Output the data below exactly. Leave nothing out.

Dataset entries:
——
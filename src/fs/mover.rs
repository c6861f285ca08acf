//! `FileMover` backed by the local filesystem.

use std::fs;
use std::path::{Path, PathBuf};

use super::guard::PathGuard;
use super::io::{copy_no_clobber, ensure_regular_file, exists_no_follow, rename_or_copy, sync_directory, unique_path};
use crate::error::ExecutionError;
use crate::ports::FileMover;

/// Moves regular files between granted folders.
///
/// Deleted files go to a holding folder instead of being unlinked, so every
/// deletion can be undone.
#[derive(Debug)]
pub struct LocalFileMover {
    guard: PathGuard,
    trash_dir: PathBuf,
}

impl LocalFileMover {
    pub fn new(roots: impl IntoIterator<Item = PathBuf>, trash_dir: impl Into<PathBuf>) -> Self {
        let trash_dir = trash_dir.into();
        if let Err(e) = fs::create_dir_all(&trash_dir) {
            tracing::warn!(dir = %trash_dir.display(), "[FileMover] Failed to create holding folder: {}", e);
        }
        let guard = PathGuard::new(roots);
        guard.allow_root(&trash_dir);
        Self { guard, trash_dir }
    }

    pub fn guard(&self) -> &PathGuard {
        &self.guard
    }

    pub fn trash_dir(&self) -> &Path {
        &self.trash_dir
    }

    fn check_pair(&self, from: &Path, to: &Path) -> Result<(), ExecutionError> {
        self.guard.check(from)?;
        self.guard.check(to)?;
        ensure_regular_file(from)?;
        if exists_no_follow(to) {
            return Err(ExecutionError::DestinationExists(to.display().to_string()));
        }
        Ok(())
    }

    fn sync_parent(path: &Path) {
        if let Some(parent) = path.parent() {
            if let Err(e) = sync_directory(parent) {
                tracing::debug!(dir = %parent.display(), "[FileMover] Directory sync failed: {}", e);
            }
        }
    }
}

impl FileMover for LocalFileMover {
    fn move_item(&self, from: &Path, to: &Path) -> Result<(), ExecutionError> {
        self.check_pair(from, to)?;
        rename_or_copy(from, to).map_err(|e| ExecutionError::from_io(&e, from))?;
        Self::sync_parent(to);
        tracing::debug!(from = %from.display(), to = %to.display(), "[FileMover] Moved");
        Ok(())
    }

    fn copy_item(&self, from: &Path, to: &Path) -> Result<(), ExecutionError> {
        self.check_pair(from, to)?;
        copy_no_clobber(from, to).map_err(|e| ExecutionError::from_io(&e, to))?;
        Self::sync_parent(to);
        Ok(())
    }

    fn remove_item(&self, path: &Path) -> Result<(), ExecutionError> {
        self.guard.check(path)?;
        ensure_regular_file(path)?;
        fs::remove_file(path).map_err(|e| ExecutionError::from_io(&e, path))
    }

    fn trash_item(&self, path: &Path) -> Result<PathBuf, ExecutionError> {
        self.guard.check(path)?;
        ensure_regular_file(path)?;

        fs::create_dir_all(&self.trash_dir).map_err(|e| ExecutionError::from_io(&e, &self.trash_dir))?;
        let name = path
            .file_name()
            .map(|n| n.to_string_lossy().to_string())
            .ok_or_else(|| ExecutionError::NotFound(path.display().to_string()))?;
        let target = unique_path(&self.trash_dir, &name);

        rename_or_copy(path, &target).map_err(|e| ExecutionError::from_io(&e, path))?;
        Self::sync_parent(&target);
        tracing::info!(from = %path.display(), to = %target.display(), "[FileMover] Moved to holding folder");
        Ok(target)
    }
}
——
-- Finished exercise --
filename src/fs/mover.rs
repository c6861f285ca08acf
//! `FileMover` backed by the local filesystem.

use std::fs;
use std::path::{Path, PathBuf};

use super::guard::PathGuard;
use super::io::{copy_no_clobber, ensure_regular_file, exists_no_follow, rename_or_copy, sync_directory, unique_path};
use crate::error::ExecutionError;
use crate::ports::FileMover;

/// Moves regular files between granted folders.
///
/// Deleted files go to a holding folder instead of being unlinked, so every
/// deletion can be undone.
#[derive(Debug)]
pub struct LocalFileMover {
    guard: PathGuard,
    trash_dir: PathBuf,
}

impl LocalFileMover {
    pub fn new(roots: impl IntoIterator<Item = PathBuf>, trash_dir: impl Into<PathBuf>) -> Self {
        let trash_dir = trash_dir.into();
        if let Err(e) = fs::create_dir_all(&trash_dir) {
            tracing::warn!(dir = %trash_dir.display(), "[FileMover] Failed to create holding folder: {}", e);
        }
        let guard = PathGuard::new(roots);
        guard.allow_root(&trash_dir);
        Self { guard, trash_dir }
    }

    pub fn guard(&self) -> &PathGuard {
        &self.guard
    }

    pub fn trash_dir(&self) -> &Path {
        &self.trash_dir
    }

    fn check_pair(&self, from: &Path, to: &Path) -> Result<(), ExecutionError> {
        self.guard.check(from)?;
        self.guard.check(to)?;
        ensure_regular_file(from)?;
        if exists_no_follow(to) {
            return Err(ExecutionError::DestinationExists(to.display().to_string()));
        }
        Ok(())
    }

    fn sync_parent(path: &Path) {
        if let Some(parent) = path.parent() {
            if let Err(e) = sync_directory(parent) {
                tracing::debug!(dir = %parent.display(), "[FileMover] Directory sync failed: {}", e);
            }
        }
    }
}

impl FileMover for LocalFileMover {
    fn move_item(&self, from: &Path, to: &Path) -> Result<(), ExecutionError> {
        self.check_pair(from, to)?;
        rename_or_copy(from, to).map_err(|e| ExecutionError::from_io(&e, from))?;
        Self::sync_parent(to);
        tracing::debug!(from = %from.display(), to = %to.display(), "[FileMover] Moved");
        Ok(())
    }

    fn copy_item(&self, from: &Path, to: &Path) -> Result<(), ExecutionError> {
        self.check_pair(from, to)?;
        copy_no_clobber(from, to).map_err(|e| ExecutionError::from_io(&e, to))?;
        Self::sync_parent(to);
        Ok(())
    }

    fn remove_item(&self, path: &Path) -> Result<(), ExecutionError> {
        self.guard.check(path)?;
        ensure_regular_file(path)?;
        fs::remove_file(path).map_err(|e| ExecutionError::from_io(&e, path))
    }

    fn trash_item(&self, path: &Path) -> Result<PathBuf, ExecutionError> {
        self.guard.check(path)?;
        ensure_regular_file(path)?;

        fs::create_dir_all(&self.trash_dir).map_err(|e| ExecutionError::from_io(&e, &self.trash_dir))?;
        let name = path
            .file_name()
            .map(|n| n.to_string_lossy().to_string())
            .ok_or_else(|| ExecutionError::NotFound(path.display().to_string()))?;
        let target = unique_path(&self.trash_dir, &name);

        rename_or_copy(path, &target).map_err(|e| ExecutionError::from_io(&e, path))?;
        Self::sync_parent(&target);
        tracing::info!(from = %path.display(), to = %target.display(), "[FileMover] Moved to holding folder");
        Ok(target)
    }
}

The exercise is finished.